King of Imereti (more...)
- Reign: 1585—1590
- Predecessor: George II
- Successor: Rostom
- Born: 1573
- Died: 1590 (aged 16–17)
- Spouse: Marekhi Dadiani ​(m. 1586)​
- Dynasty: Bagrationi
- Father: George II of Imereti
- Mother: Rusudan Sharvashidze
- Religion: Georgian Orthodox Church (Catholicate of Abkhazia)
- Khelrtva: Levan's signature

= Levan of Imereti =

Levan (ლევანი; 1573–1590), of the Bagrationi dynasty, was a king (mepe) of Imereti from 1585 to 1590.

==Biography ==
Levan was born in 1573 to George II of Imereti and his second wife, Rusudan Sharvashidze. George's eldest son by his first wife, Alexander, died in 1558, and his second son by Rusudan, Bagrat, died in 1578, leaving the young Levan as George II's only heir. In 1583, George II imprisoned his brother, Constantine, and his nephew, Rostom, to prevent them from challenging Levan's succession, as they threatened to disinherit the young prince after George II's death.

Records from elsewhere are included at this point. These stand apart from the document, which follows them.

//! Persisting generated text.
//!
//! The writer backs up any file already at the target path, then writes the
//! new text. It also recovers the hand-written `//[Name:]` ... `//[end]`
//! blocks of a previous output so they survive regeneration.

use std::collections::HashMap;
use std::path::{Path, PathBuf};

use chrono::Local;
use tracing::{debug, info};

use crate::config::OutputConfig;
use crate::error::WriteError;

/// Result of a successful write.
#[derive(Debug, Clone, PartialEq, Eq)]
pub struct WriteOutcome {
    pub path: PathBuf,
    pub bytes: usize,
    /// Where the previous file was copied, if there was one to back up.
    pub backup: Option<PathBuf>,
}

#[derive(Debug, Clone, Default)]
pub struct OutputWriter {
    backup_dir: Option<PathBuf>,
    header: Option<String>,
}

impl OutputWriter {
    pub fn new() -> Self {
        Self::default()
    }

    pub fn from_config(config: &OutputConfig) -> Self {
        Self {
            backup_dir: config.backup_dir.clone(),
            header: config.header.clone(),
        }
    }

    pub fn backup_dir(mut self, dir: impl Into<PathBuf>) -> Self {
        self.backup_dir = Some(dir.into());
        self
    }

    pub fn header(mut self, header: impl Into<String>) -> Self {
        self.header = Some(header.into());
        self
    }

    /// Write `content` to `path`, creating parent directories as needed.
    pub fn write(&self, path: &Path, content: &str) -> Result<WriteOutcome, WriteError> {
        if let Some(parent) = path.parent()
            && !parent.as_os_str().is_empty()
            && !parent.exists()
        {
            std::fs::create_dir_all(parent).map_err(|source| WriteError::CreateDir {
                path: parent.to_path_buf(),
                source,
            })?;
        }

        let backup = match &self.backup_dir {
            Some(dir) if path.exists() => Some(self.back_up(path, dir)?),
            _ => None,
        };

        let mut text = String::new();
        if let Some(header) = &self.header {
            text.push_str(header);
            text.push_str("\n\n");
        }
        text.push_str(content);

        std::fs::write(path, &text).map_err(|source| WriteError::WriteFile {
            path: path.to_path_buf(),
            source,
        })?;
        info!(path = %path.display(), bytes = text.len(), "wrote bindings");

        Ok(WriteOutcome {
            path: path.to_path_buf(),
            bytes: text.len(),
            backup,
        })
    }

    fn back_up(&self, path: &Path, dir: &Path) -> Result<PathBuf, WriteError> {
        std::fs::create_dir_all(dir).map_err(|source| WriteError::CreateDir {
            path: dir.to_path_buf(),
            source,
        })?;

        let file_name = path
            .file_name()
            .map(|name| name.to_string_lossy().into_owned())
            .unwrap_or_else(|| "output".to_string());
        let stamp = Local::now().format("%Y-%m-%dT%H_%M_%S%.3f");
        let backup = dir.join(format!("{file_name}-{stamp}.backup"));

        std::fs::copy(path, &backup).map_err(|source| WriteError::Backup {
            path: path.to_path_buf(),
            backup: backup.clone(),
            source,
        })?;
        info!(from = %path.display(), to = %backup.display(), "backed up previous output");
        Ok(backup)
    }
}

/// Collect the custom code blocks of a generated file, keyed by class name.
///
/// Trailing whitespace of each block is dropped, which makes regeneration
/// stable.
pub fn extract_custom_code(text: &str) -> HashMap<String, String> {
    let mut blocks = HashMap::new();
    let mut current: Option<(String, String)> = None;

    for line in text.lines() {
        let trimmed = line.trim();
        if trimmed == "//[end]" {
            if let Some((name, code)) = current.take() {
                blocks.insert(name, code.trim_end().to_string());
            }
        } else if let Some((_, code)) = current.as_mut() {
            code.push_str(line);
            code.push('\n');
        } else if let Some(name) = trimmed
            .strip_prefix("//[")
            .and_then(|rest| rest.strip_suffix(":]"))
        {
            current = Some((name.to_string(), String::new()));
        }
    }

    blocks
}

/// Read the custom code blocks of the file at `path`, if it exists.
pub fn read_custom_code(path: &Path) -> Result<HashMap<String, String>, WriteError> {
    if !path.exists() {
        return Ok(HashMap::new());
    }
    let text = std::fs::read_to_string(path).map_err(|source| WriteError::ReadExisting {
        path: path.to_path_buf(),
        source,
    })?;
    let blocks = extract_custom_code(&text);
    debug!(path = %path.display(), blocks = blocks.len(), "read custom code");
    Ok(blocks)
}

He succeeded on the death of his father in 1585 when he was twelve years old. With his ascend to the throne, Levan faced a revolt by his own uncle, Constantine, who defied the royal authority and took control of Upper Imereti. Levan made an alliance with the Mingrelian Prince Mamia IV Dadiani, married his sister Marekhi, and forced Constantine to surrender in 1587.

A year later, Imereti was invaded by Simon I, the resurgent king of Kartli in eastern Georgia, who sought to reunify all Georgian lands under his crown. Levan was defeated at the Battle of Gopanto and was forced to flee to the highland province of Lechkhumi, but was soon able to resume the throne after Simon had to return to Kartli. However, Levan soon quarreled with his brother-in-law, Prince Mamia IV Dadiani who defeated the king and imprisoned him at Fort Shkheti, Mingrelia, where he died in 1590, aged 17.

== Bibliography ==
- Soselia, O. (1990). "ნარკვევები ფეოდალური ხანის დასავლეთ საქართველოს სოციალურ-პოლიტიკური ისტორიიდან. წიგნი III: სათავადოები"
- Rayfield, Donald (2012). "Edge of Empires: A History of Georgia"
- Brosset, Marie-Félicité (1856). "Histoire de la Georgie depuis l'antiquite jusqu'au 19. siecle"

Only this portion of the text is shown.